I've always heard when a baby is born someone dies to make room for that new life.
For me and my family it is all too real. When I was 3 mos pregnant with my daughter at 18. My Grandmother who raised me was diagnosed with cancer. I was hospitalized for dehydration after I found out because I cried so hard. I couldn't eat I was sick to my stomach. She hung on as long as she could to try to see my daughter born. Sadly she died at home in my arms when I was 8mos pregnant. Being so close to her It was really hard to deal with. My coping skill at that time was to sleep over all my feelings. I had a dream that my Grandfather was in a hospital bed and there was an earthquake. I remember waking up gasping. I was soo distraught. All I could think is why would I dream that about him when It was my grandma who passed away. A week after I had my daughter we got that phone call that He had a heart attack. Still not realizing how sevear the situation was.We found out he had passed away when my family arrived in a panic at the hospital. Within a couple months apart I lost 2 of the most important ppl in my life.

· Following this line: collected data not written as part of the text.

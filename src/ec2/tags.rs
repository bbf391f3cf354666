//! Ordered DNS-name resolution from instance tags.

use super::InstanceTag;

pub const TAG_PUBLIC_DNS: &str = "PublicDNS";
pub const TAG_NAME: &str = "Name";

/// DNS name resolved from instance tags, tracking which tag supplied it.
#[derive(Debug, Clone, PartialEq, Eq)]
pub enum ResolvedName {
    /// Taken from the `PublicDNS` tag.
    PublicDns(String),
    /// `PublicDNS` was missing or empty; fell back to the `Name` tag.
    NameFallback(String),
}

impl ResolvedName {
    pub fn as_str(&self) -> &str {
        match self {
            ResolvedName::PublicDns(name) | ResolvedName::NameFallback(name) => name,
        }
    }
}

/// Resolve the target DNS name for an instance. The `PublicDNS` tag wins,
/// then `Name`; empty tag values count as absent. Returns `None` when
/// neither tag yields a usable name.
pub fn resolve_dns_name(tags: &[InstanceTag]) -> Option<ResolvedName> {
    if let Some(value) = find_tag_value(tags, TAG_PUBLIC_DNS) {
        return Some(ResolvedName::PublicDns(value));
    }

    find_tag_value(tags, TAG_NAME).map(ResolvedName::NameFallback)
}

fn find_tag_value(tags: &[InstanceTag], key: &str) -> Option<String> {
    tags.iter()
        .find(|tag| tag.key == key && !tag.value.is_empty())
        .map(|tag| tag.value.clone())
}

My Mom took over as head of the family. Now 11 years later. History is almost repeating itself. As soon as I found out I was pregnant. The fear kicked in. I immediately thought of my Mom. I was thinking oh God no please don't let anything happen to my mom. Some time passed and my daughter came home from her fathers house (I am not with him, I am in a different relationship now) Anyways she came home upset that her grandfather from her Dad's side died unexpectedly that morning. I still cried. Bc yes we didn't all get along but it was my daughter's grandfather still. My Mom was upset too bc at one time we were once close. She assured me I was safe now from my fears. that His spirit left to make room for my new baby. I was upset but bringing back that feeling of grief for loss of a family member during pregnancy. I said okay I can handle that. That wasn't too bad on my end he was in his early 90s.
Within 2mos from that point, feeling in the clear. My Mom suffered an accident which left her w/o oxygen for a little while. She was blue when someone found her. She was on life support for 2 weeks before she woke up from her coma. I was sickened by that all too real feeling. I visited her everyday. Until she woke up. That was 2wks ago. I am 18wks pregnant now. She woke up out of her coma normal. Almost miracle like. Was telling me stories of when I was a kid. Things I had totally forgot about. Within 48 hours of her being out of the coma. She had a stroke. I am now in so much inner pain. I've gone to see her and her once chubby body is skin and bones. She doesn't know who she is. She can even feed herself. One of the times I visited her she was staring out the window ripping up newspaper. I said "Hi Mom" she said "Hi" I said "Do you know who I am?" She said "Yes" I said "Who?" She said "My mother" I was like "Nooo mom your MY mother" and just looked away again ripping up the paper. Last night she thought I was my 11 year old daughter. When I ask her what her parents names are she makes a face looks at me like she doesn't know me and says "I have a headache "
This time around with this pregnancy. All I wanted was to focus on my pregnancy and enjoy my baby. Because I felt I didn't get to focus on my daughter while i was morning the losses of Loved ones. I literally fell asleep hyperventilating last night.
Has any other family gone through this birth and loss thing. As if Life isn't stressful enough.
Re: The joy of birth and the grief of loss in family .
Just wanted to pass along my condolences for your grandparents, and well wishes for your mother. I know it must be tough, but we're handed things in life that we were meant to handle.
January '15 Siggy Challenge
I will keep your mom in my T & P. Sometimes a stroke can take time to heal (some longer then others). She could still recover try and keep heart.
One thing I would try and keep in mind is your mom wouldn't want you to miss out on enjoying your pregnancy (I know easier said then done). I lost someone very close to me while pregnant with my daughter and I kept thinking how much they would have been excited and shared in all of the milestones had they been there. One thought kept me going is they would want to see me happy
It's hard, it's the hardest damn thing to go through but as a PP said, our loved ones certainly would not want us to miss out on such happy times in our lives. It's so much easier said than done but try to celebrate the lives, even of those that have passed.
It's better to focus on positive things than negative.